To keep the peace I try to fit into his vision. But I can sense it isn’t working. I can feel myself rebelling. It is not that I don’t value and appreciate this world view because I really do. Sandeep keeps a roof over our head and food on our table. But the gift of seeing the beautiful, of capturing the intricate pattern of a fragile spiders web or the sacred humbleness of an earthworm...these things also are needed in the world.

I think I need to talk to Sandeep about this. I know he will probably feel defensive. He will go back to our age old fights over who cleans more and organizes better. How can I argue against cleanliness, I can’t! It is next to godliness, is it not? But then again, seeing with the eye of a poet is GODLINESS...it is not next to it, eh?

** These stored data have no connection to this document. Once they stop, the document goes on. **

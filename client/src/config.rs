//! Client configuration.

use std::time::Duration;

/// Configuration for [`crate::LedgerClient`].
#[derive(Debug, Clone)]
pub struct ClientConfig {
    /// How long `execute` waits for a receipt before reporting a timeout.
    pub finalization_timeout: Duration,
}

impl Default for ClientConfig {
    fn default() -> Self {
        Self {
            finalization_timeout: Duration::from_secs(60),
        }
    }
}

impl ClientConfig {
    /// Load configuration from environment variables.
    pub fn from_env() -> Self {
        let mut config = Self::default();

        if let Ok(timeout) = std::env::var("FINALIZATION_TIMEOUT_MS") {
            if let Ok(ms) = timeout.parse() {
                config.finalization_timeout = Duration::from_millis(ms);
            }
        }

        config
    }

    /// Validate configuration.
    pub fn validate(&self) -> Result<(), String> {
        if self.finalization_timeout.is_zero() {
            return Err("Finalization timeout cannot be zero".to_string());
        }

        Ok(())
    }
}

#[cfg(test)]
mod tests {
    use super::*;

    #[test]
    fn test_default_config() {
        let config = ClientConfig::default();
        assert!(config.validate().is_ok());
        assert_eq!(config.finalization_timeout, Duration::from_secs(60));
    }

    #[test]
    fn test_zero_timeout_invalid() {
        let config = ClientConfig {
            finalization_timeout: Duration::ZERO,
        };
        assert!(config.validate().is_err());
    }
}
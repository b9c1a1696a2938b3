//! Identifier types for ledger accounts and submitted operations.

use serde::{Deserialize, Deserializer, Serialize, Serializer};
use std::fmt;
use std::str::FromStr;
use thiserror::Error;
use uuid::Uuid;

/// Length of an account address in bytes.
pub const ADDRESS_LEN: usize = 20;

/// Errors produced when parsing an [`Address`].
#[derive(Error, Debug, Clone, PartialEq)]
pub enum AddressError {
    /// The input was not valid hexadecimal.
    #[error("invalid hex in address: {0}")]
    InvalidHex(#[from] hex::FromHexError),

    /// The input decoded to the wrong number of bytes.
    #[error("address must be 20 bytes, got {0}")]
    InvalidLength(usize),
}

/// Public address of a ledger account.
///
/// Fixed-width and opaque: the ledger never derives or allocates addresses,
/// it only keys balances by them.
#[derive(Clone, Copy, PartialEq, Eq, Hash, PartialOrd, Ord)]
pub struct Address([u8; ADDRESS_LEN]);

impl Address {
    /// Create an address from raw bytes.
    pub const fn from_bytes(bytes: [u8; ADDRESS_LEN]) -> Self {
        Self(bytes)
    }

    /// Get the raw bytes.
    pub fn as_bytes(&self) -> &[u8; ADDRESS_LEN] {
        &self.0
    }

    /// Build an address from the leading bytes of a longer digest.
    pub fn from_digest(digest: &[u8]) -> Result<Self, AddressError> {
        if digest.len() < ADDRESS_LEN {
            return Err(AddressError::InvalidLength(digest.len()));
        }
        let mut bytes = [0u8; ADDRESS_LEN];
        bytes.copy_from_slice(&digest[..ADDRESS_LEN]);
        Ok(Self(bytes))
    }
}

impl FromStr for Address {
    type Err = AddressError;

    fn from_str(s: &str) -> Result<Self, Self::Err> {
        let trimmed = s
            .strip_prefix("0x")
            .or_else(|| s.strip_prefix("0X"))
            .unwrap_or(s);
        let decoded = hex::decode(trimmed)?;
        if decoded.len() != ADDRESS_LEN {
            return Err(AddressError::InvalidLength(decoded.len()));
        }
        let mut bytes = [0u8; ADDRESS_LEN];
        bytes.copy_from_slice(&decoded);
        Ok(Self(bytes))
    }
}

impl fmt::Display for Address {
    fn fmt(&self, f: &mut fmt::Formatter<'_>) -> fmt::Result {
        write!(f, "0x{}", hex::encode(self.0))
    }
}

impl fmt::Debug for Address {
    fn fmt(&self, f: &mut fmt::Formatter<'_>) -> fmt::Result {
        write!(f, "Address({self})")
    }
}

impl Serialize for Address {
    fn serialize<S: Serializer>(&self, serializer: S) -> Result<S::Ok, S::Error> {
        serializer.serialize_str(&self.to_string())
    }
}

impl<'de> Deserialize<'de> for Address {
    fn deserialize<D: Deserializer<'de>>(deserializer: D) -> Result<Self, D::Error> {
        let s = String::deserialize(deserializer)?;
        s.parse().map_err(serde::de::Error::custom)
    }
}

/// Unique identifier for a submitted operation.
/// Uses UUID v7 so ids sort by submission time.
#[derive(Debug, Clone, Copy, PartialEq, Eq, Hash, PartialOrd, Ord, Serialize, Deserialize)]
pub struct OperationId(Uuid);

impl OperationId {
    /// Create a new operation ID.
    pub fn new() -> Self {
        Self(Uuid::now_v7())
    }

    /// Create from an existing UUID.
    pub fn from_uuid(uuid: Uuid) -> Self {
        Self(uuid)
    }

    /// Parse from string.
    pub fn parse(s: &str) -> Result<Self, uuid::Error> {
        Ok(Self(Uuid::parse_str(s)?))
    }

    /// Get the underlying UUID.
    pub fn as_uuid(&self) -> &Uuid {
        &self.0
    }
}

impl Default for OperationId {
    fn default() -> Self {
        Self::new()
    }
}

impl fmt::Display for OperationId {
    fn fmt(&self, f: &mut fmt::Formatter<'_>) -> fmt::Result {
        write!(f, "{}", self.0)
    }
}

#[cfg(test)]
mod tests {
    use super::*;

    const ALICE: &str = "0xcd2a3d9f938e13cd947ec05abc7fe734df8dd826";

    #[test]
    fn test_address_display_roundtrip() {
        let addr: Address = ALICE.parse().unwrap();
        assert_eq!(addr.to_string(), ALICE);
    }

    #[test]
    fn test_address_parse_variants() {
        let lower: Address = ALICE.parse().unwrap();
        let upper: Address = "0XCD2A3D9F938E13CD947EC05ABC7FE734DF8DD826".parse().unwrap();
        let bare: Address = "cd2a3d9f938e13cd947ec05abc7fe734df8dd826".parse().unwrap();
        assert_eq!(lower, upper);
        assert_eq!(lower, bare);
    }

    #[test]
    fn test_address_rejects_bad_input() {
        assert_eq!(
            "0xdeadbeef".parse::<Address>(),
            Err(AddressError::InvalidLength(4))
        );
        assert!(matches!(
            "0xzz2a3d9f938e13cd947ec05abc7fe734df8dd826".parse::<Address>(),
            Err(AddressError::InvalidHex(_))
        ));
    }

    #[test]
    fn test_address_serde_as_hex_string() {
        let addr: Address = ALICE.parse().unwrap();
        let json = serde_json::to_string(&addr).unwrap();
        assert_eq!(json, format!("\"{ALICE}\""));
        let back: Address = serde_json::from_str(&json).unwrap();
        assert_eq!(back, addr);
    }

    #[test]
    fn test_operation_id_creation() {
        let id1 = OperationId::new();
        let id2 = OperationId::new();
        assert_ne!(id1, id2);
    }

    #[test]
    fn test_operation_id_parse() {
        let uuid_str = "019456ab-1234-7def-8901-234567890abc";
        let id = OperationId::parse(uuid_str).unwrap();
        assert_eq!(id.to_string(), uuid_str);
    }
}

I am going to make a pact with myself. I am going to write a small poem at least a day for a week. If I struggle, so be it. At some point the struggling will cease. It’s like a baseball player’s hitting slump. If they give up on themselves they will quit baseball and never achieve what is in their heart. But if they just trudge through, if they just keep plugging along, they will break out of the slump. They will find their swing and batting eye again. So it is with a writer. All they must do is write and the rest will fall into place.

OK. I WILL do it. NO excuses, no would of, could of, should of’s. Just do it, damn it!